«La Rosa Tatuada» de Tennesse Williams


A «La Rosa Tatuada» fui por sorpresa. Mi padre es un fan del Barça, y justo el pasado sábado había el partido Atlético Madrid vs FCBarcelona. Él no podía perdérselo, así que como buena samaritana, ocupé su lugar en el teatro. Aunque si os soy sincera, ¡yo encantada! Y suerte que lo hice, porque fui a ver una de las mejores obras de esta temporada 2013/2014 ( a mi opinión, claro está). Una obra que me hizo sonreír, preocuparme, empatizar… Y sí, me emocioné en ciertos momentos. No fue sólo por el argumento, cuya historia puede que conozcáis la mayoría, ya que «La Rosa Tatuada» se hizo en película. Está escrita y dirigida por Tennesse Williams (autor de «Un tranvía llamado deseo»), cuyo argumento creó para la gran Anna Magnani. Era un homenaje al pueblo italiano que vivía en Estados Unidos, además de un reflejo del desamor que tuvo la actriz con Roberto Rossellini. Esta ruptura la destrozó, y por eso supo interpretar a la perfección el papel.

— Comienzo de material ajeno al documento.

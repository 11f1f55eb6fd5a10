// Copyright 2021 Rayhaan Jaufeerally.
//
// Licensed under the Apache License, Version 2.0 (the "License");
// you may not use this file except in compliance with the License.
// You may obtain a copy of the License at
//
//      http://www.apache.org/licenses/LICENSE-2.0
//
// Unless required by applicable law or agreed to in writing, software
// distributed under the License is distributed on an "AS IS" BASIS,
// WITHOUT WARRANTIES OR CONDITIONS OF ANY KIND, either express or implied.
// See the License for the specific language governing permissions and
// limitations under the License.

//! The compile pipeline: value tree in, policy document out.

use serde_yaml_ng::Value;
use tracing::{debug, error, info};

use crate::constraints;
use crate::document::{IgpEntry, PeerEntry, PolicyDocument};
use crate::error::{CompileError, ValidationErrors};
use crate::matrix;
use crate::peer_list::RuntimeLists;
use crate::redistribution::KernelExport;
use crate::resolver::Resolver;
use crate::schema::RouterConfig;
use crate::validator;
use crate::value;

/// Parses YAML text and compiles it.
pub fn compile_str(text: &str, lists: &RuntimeLists) -> Result<PolicyDocument, CompileError> {
    compile(&value::parse(text)?, lists)
}

/// Compiles one router's value tree. Nothing is emitted unless the whole
/// router validates.
pub fn compile(tree: &Value, lists: &RuntimeLists) -> Result<PolicyDocument, CompileError> {
    constraints::check_authoring()?;
    matrix::check_authoring()?;

    let router = RouterConfig::from_value(tree)?;
    debug!(router_id = %router.router_id, "parsed router configuration");
    compile_router(&router, lists)
}

pub fn compile_router(
    router: &RouterConfig,
    lists: &RuntimeLists,
) -> Result<PolicyDocument, CompileError> {
    let kernel = KernelExport::derive(router);

    let peers: Vec<PeerEntry> = match &router.bgp {
        Some(bgp) => {
            let resolver = Resolver::new(&bgp.attributes, lists);
            bgp.peers
                .values()
                .map(|peer| {
                    let resolved = resolver.resolve_peer(peer);
                    PeerEntry::build(resolved, bgp.asn, router, &kernel)
                })
                .collect()
        }
        None => vec![],
    };
    let igps: Vec<IgpEntry> = router
        .igps()
        .map(|igp| IgpEntry::build(igp, router, &kernel))
        .collect();
    debug!(peers = peers.len(), igps = igps.len(), "derived policies");

    let failures = validator::validate(router, lists);
    if !failures.is_empty() {
        for failure in &failures {
            error!(router_id = %failure.router_id, "{}", failure.message);
        }
        return Err(ValidationErrors(failures).into());
    }

    info!(router_id = %router.router_id, peers = peers.len(), "compiled policy");
    Ok(PolicyDocument {
        router_id: router.router_id,
        asn: router.bgp.as_ref().map(|b| b.asn),
        protocols: router.enabled_protocols(),
        kernel_export: kernel,
        static_routes: router.static_routes.clone(),
        igps,
        peers,
    })
}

En el TNC no encontraremos a Magnani, si no a Clara Segura. Personalmente considero que es una de las mejores actrices del país. Sabe asimilar con naturalidad cualquier personaje que se le asigne, ya sea comedia, drama, thriller. De todo. Pero como digo, con el mayor atributo, la naturalidad. Y sobre todo, conseguir que el público empatice con el personaje, y que además, se encuentre como si formara parte de la historia. Me enamoré de Clara, literalmente. También había otros actores que amenizaban la obra, pero más de tipo coral. Y finalmente, Bruno Oro. Hacía un buen papel de italiano, pero me era imposible no pensar en sus imitaciones de Cristiano Ronaldo o Artur Mas. Creo que es algo que le va a pesar mucho, pero se esforzó en bordar su papel, y eso hay que valorarlo. Aun así, voy a contaros un «cotilleo»… Clara Segura y Bruno Oro son muy, muy, muy amigos, de toda la vida. Supongo que eso también influyó en su aparición, pero lo agradezco. Se veía el buen rollo que se respiraba entre los dos, las risas, las tristezas, los desacuerdos, de todo. Me encantó su relación.

Como podéis comprobar, no os he contado en ningún momento el argumento. Os haré cuatro pinceladas: Serafina Delle Rose (Clara Segura) no puede soportar vivir sin su amado marido, y intenta que su hija Rose Delle Rose le siga en ese encierro. Vive tormentada y triste, pero su hija es joven, forma parte de la nueva juventud norte-americana, y abandona sus raíces italianas cada vez más. Para Serafina, modista del barrio, le es imposible de entender, y aún damatriza más. Hasta el día que conoce Alvaro ManjaCavaglio (Bruno Oro), un hombre con pocas luces, pero sincero y pasional, que le ayudará a revivir pasiones escondidas. Esta obra esconde drama y comedia por igual. Lloras un poco como te ríes a carcajada limpia. Pero isatisfecho no te quedas. Ah, y además, hablan en italiano en ciertas escenas. Básicamente, brutal. Por favor, ir a verla. Es una joya visual que no os podéis perder.